The field of graph-based learning is one that is closely connected to manifold learning. It explores the following question: given a collection of data points $x_1 , \dots, x_n$ and a similarity graph over it, how can one use this graph to learn relevant geometric features from the dataset and in turn learn about the distribution that generated it? The question becomes a geometric or analytical problem when one assumes that the sampling distribution is supported on an unknown low dimensional manifold, as it is postulated by the manifold hypothesis.

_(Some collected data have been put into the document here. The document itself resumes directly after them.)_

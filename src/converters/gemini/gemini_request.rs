use crate::conversation::{ChatTurn, Sender};
use serde::{Deserialize, Serialize};

use crate::converters::gemini::gemini_content::{GeminiContent, GeminiRole};

/// Body of a `generateContent` call as the chat view builds it. The relay
/// itself forwards whatever JSON it receives and never deserializes into this.
#[derive(Debug, Clone, PartialEq, Serialize, Deserialize)]
pub struct GeminiRequest {
    pub contents: Vec<GeminiContent>,
}

impl From<Sender> for GeminiRole {
    fn from(sender: Sender) -> Self {
        match sender {
            Sender::User => GeminiRole::User,
            Sender::Bot => GeminiRole::Model,
        }
    }
}

impl From<&ChatTurn> for GeminiContent {
    fn from(turn: &ChatTurn) -> Self {
        GeminiContent::text(turn.sender.into(), turn.content.clone())
    }
}

impl GeminiRequest {
    /// Maps the whole transcript, preserving order.
    pub fn from_turns<'a>(turns: impl IntoIterator<Item = &'a ChatTurn>) -> Self {
        Self {
            contents: turns.into_iter().map(GeminiContent::from).collect(),
        }
    }
}

#[cfg(test)]
mod tests {
    use super::*;
    use serde_json::json;

    #[test]
    fn test_role_mapping_preserves_order() {
        let turns = vec![
            ChatTurn { content: "a".to_string(), sender: Sender::User },
            ChatTurn { content: "b".to_string(), sender: Sender::Bot },
        ];
        let request = GeminiRequest::from_turns(&turns);

        assert_eq!(
            serde_json::to_value(&request).unwrap(),
            json!({
                "contents": [
                    { "role": "user", "parts": [{ "text": "a" }] },
                    { "role": "model", "parts": [{ "text": "b" }] }
                ]
            })
        );
    }

    #[test]
    fn test_empty_transcript_has_empty_contents_array() {
        let request = GeminiRequest::from_turns(&[]);
        assert_eq!(serde_json::to_value(&request).unwrap(), json!({ "contents": [] }));
    }
}
use crate::config::Config;
use crate::error::RelayError;
use crate::llm_client::LlmClient;
use crate::request_id::{self, RequestId};
use axum::{
    Router,
    extract::{Extension, State},
    http::{HeaderMap, HeaderValue, Method, StatusCode, header},
    response::{IntoResponse, Response},
    routing::{any, get},
};
use bytes::Bytes;
use serde_json::Value;
use std::any::Any;
use std::sync::Arc;
use tower_http::catch_panic::CatchPanicLayer;
use tower_http::trace::TraceLayer;
use tracing::{debug, info};

#[derive(Debug, Clone)]
pub struct AppState {
    pub config: Arc<Config>,
    pub llm_client: Arc<LlmClient>,
}

pub fn app(state: AppState) -> Router {
    let development = state.config.is_development();
    Router::new()
        .route(&state.config.route, any(relay))
        .route("/health", get(|| async { "OK" }))
        .layer(axum::middleware::from_fn(request_id::inject_request_id))
        .layer(CatchPanicLayer::custom(move |panic: Box<dyn Any + Send + 'static>| {
            panic_response(panic, development)
        }))
        .layer(TraceLayer::new_for_http())
        .with_state(state)
}

#[axum_macros::debug_handler]
pub async fn relay(
    State(state): State<AppState>,
    method: Method,
    headers: HeaderMap,
    request_id: Option<Extension<RequestId>>,
    body: Bytes,
) -> Response {
    if method == Method::OPTIONS {
        debug!("Answering CORS preflight");
        return preflight_response();
    }

    // Set by the middleware; only absent when the handler is mounted without it
    let request_id = match request_id {
        Some(Extension(id)) => id,
        None => RequestId::from_headers(&headers),
    };

    match forward(&state, &method, &request_id, &body).await {
        Ok(upstream_body) => {
            info!("Relayed {} bytes from upstream", upstream_body.len());
            (
                StatusCode::OK,
                [
                    (header::CONTENT_TYPE, HeaderValue::from_static("application/json")),
                    (header::ACCESS_CONTROL_ALLOW_ORIGIN, HeaderValue::from_static("*")),
                ],
                upstream_body,
            )
                .into_response()
        }
        Err(e) => e.into_relay_response(state.config.is_development()),
    }
}

async fn forward(
    state: &AppState,
    method: &Method,
    request_id: &RequestId,
    body: &[u8],
) -> Result<Bytes, RelayError> {
    if method != Method::POST {
        return Err(RelayError::MethodNotAllowed);
    }

    let api_key = state.config.resolve_api_key().ok_or(RelayError::MissingApiKey)?;
    let payload = parse_payload(body)?;

    state
        .llm_client
        .generate_content(&payload, &api_key, &state.config, Some(request_id))
        .await
}

/// Accepts any JSON object whose `contents` is an array; everything else in it
/// is forwarded untouched.
pub fn parse_payload(body: &[u8]) -> Result<Value, RelayError> {
    let payload: Value = serde_json::from_slice(body)
        .map_err(|e| RelayError::InvalidPayload { reason: e.to_string() })?;
    match payload.get("contents") {
        Some(Value::Array(_)) => Ok(payload),
        Some(_) => Err(RelayError::InvalidPayload { reason: "`contents` is not an array".to_string() }),
        None => Err(RelayError::InvalidPayload { reason: "missing `contents`".to_string() }),
    }
}

fn preflight_response() -> Response {
    (
        StatusCode::NO_CONTENT,
        [
            (header::ACCESS_CONTROL_ALLOW_ORIGIN, "*"),
            (header::ACCESS_CONTROL_ALLOW_HEADERS, "Content-Type"),
            (header::ACCESS_CONTROL_ALLOW_METHODS, "POST, OPTIONS"),
        ],
    )
        .into_response()
}

fn panic_response(panic: Box<dyn Any + Send + 'static>, development: bool) -> Response {
    let message = panic
        .downcast_ref::<String>()
        .cloned()
        .or_else(|| panic.downcast_ref::<&str>().map(|s| s.to_string()))
        .unwrap_or_else(|| "unknown panic".to_string());
    RelayError::Internal(anyhow::anyhow!("handler panicked: {}", message)).into_relay_response(development)
}
use serde::{Deserialize, Serialize};

/// Body of every error the relay returns.
#[derive(Debug, Clone, PartialEq, Serialize, Deserialize)]
pub struct ErrorResponse {
    pub error: String,
    #[serde(skip_serializing_if = "Option::is_none")]
    #[serde(default)]
    pub details: Option<String>,
}

impl ErrorResponse {
    pub fn new(error: impl Into<String>) -> Self {
        Self { error: error.into(), details: None }
    }
}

In this talk, I will discuss that, despite the multiple questions and answers that have been explored in the area of graph-based learning, there are several fundamental questions in statistical theory that have been largely unexplored, all of which are essential for manifold learning. Examples of these questions include: 1) What is the best possible estimator (potentially not graph-based), from a sample efficiency perspective, for learning features of unknown manifolds from observed data? 2) What is the asymptotic efficiency of popular graph-based estimators used in unsupervised learning? I will focus on the first type of question in the context of the task of learning the spectra of elliptic differential operators from data and will present new results that can be interpreted as a first step in bridging the gap between the mathematical analysis of graph-based learning and the analysis of fundamental statistical questions like the ones mentioned above. Throughout the talk, I will highlight the connection between the spectrum estimation and density estimation problems, and through this connection I will motivate a series of open mathematical questions related to operator learning and generative models using contemporary machine learning tools.

This talk is based on very recent work with my PhD student Chenghui Li (UW-Madison) and with Raghavendra Venkatraman (Utah).